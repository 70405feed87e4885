use courier_transport::TransportError;

/// Errors that can occur during frame encoding/decoding.
///
/// `FrameTooLarge` and `MalformedFrame` are connection-fatal: once either is
/// returned, the byte stream can no longer be trusted to be frame-aligned.
#[derive(Debug, thiserror::Error)]
pub enum FrameError {
    /// A declared or submitted payload length exceeds the configured maximum.
    #[error("frame too large ({size} bytes, max {max})")]
    FrameTooLarge { size: usize, max: usize },

    /// Truncated or garbage input that cannot be decoded.
    #[error("malformed frame: {0}")]
    MalformedFrame(String),

    /// An I/O error occurred while reading or writing frames.
    #[error("frame I/O error: {0}")]
    Io(#[from] std::io::Error),

    /// The connection was closed cleanly on a frame boundary.
    #[error("connection closed")]
    ConnectionClosed,
}

impl FrameError {
    /// Whether the stream must be abandoned after this error.
    pub fn is_connection_fatal(&self) -> bool {
        matches!(
            self,
            FrameError::FrameTooLarge { .. } | FrameError::MalformedFrame(_)
        )
    }
}

impl From<TransportError> for FrameError {
    fn from(err: TransportError) -> Self {
        match err {
            TransportError::Io(io) | TransportError::Accept(io) => FrameError::Io(io),
            TransportError::Bind { source, .. } | TransportError::Connect { source, .. } => {
                FrameError::Io(source)
            }
            other => FrameError::Io(std::io::Error::other(other.to_string())),
        }
    }
}

pub type Result<T> = std::result::Result<T, FrameError>;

┄┄┄┄┄┄┄┄┄┄┄┄┄┄┄┄┄┄┄┄

Your task: Set down the material exactly, keeping every line.

Output for this task:
repository 70405feed87e4885
use courier_transport::TransportError;

/// Errors that can occur during frame encoding/decoding.
///
/// `FrameTooLarge` and `MalformedFrame` are connection-fatal: once either is
/// returned, the byte stream can no longer be trusted to be frame-aligned.
#[derive(Debug, thiserror::Error)]
pub enum FrameError {
    /// A declared or submitted payload length exceeds the configured maximum.
    #[error("frame too large ({size} bytes, max {max})")]
    FrameTooLarge { size: usize, max: usize },

    /// Truncated or garbage input that cannot be decoded.
    #[error("malformed frame: {0}")]
    MalformedFrame(String),

    /// An I/O error occurred while reading or writing frames.
    #[error("frame I/O error: {0}")]
    Io(#[from] std::io::Error),

    /// The connection was closed cleanly on a frame boundary.
    #[error("connection closed")]
    ConnectionClosed,
}

impl FrameError {
    /// Whether the stream must be abandoned after this error.
    pub fn is_connection_fatal(&self) -> bool {
        matches!(
            self,
            FrameError::FrameTooLarge { .. } | FrameError::MalformedFrame(_)
        )
    }
}

impl From<TransportError> for FrameError {
    fn from(err: TransportError) -> Self {
        match err {
            TransportError::Io(io) | TransportError::Accept(io) => FrameError::Io(io),
            TransportError::Bind { source, .. } | TransportError::Connect { source, .. } => {
                FrameError::Io(source)
            }
            other => FrameError::Io(std::io::Error::other(other.to_string())),
        }
    }
}

pub type Result<T> = std::result::Result<T, FrameError>;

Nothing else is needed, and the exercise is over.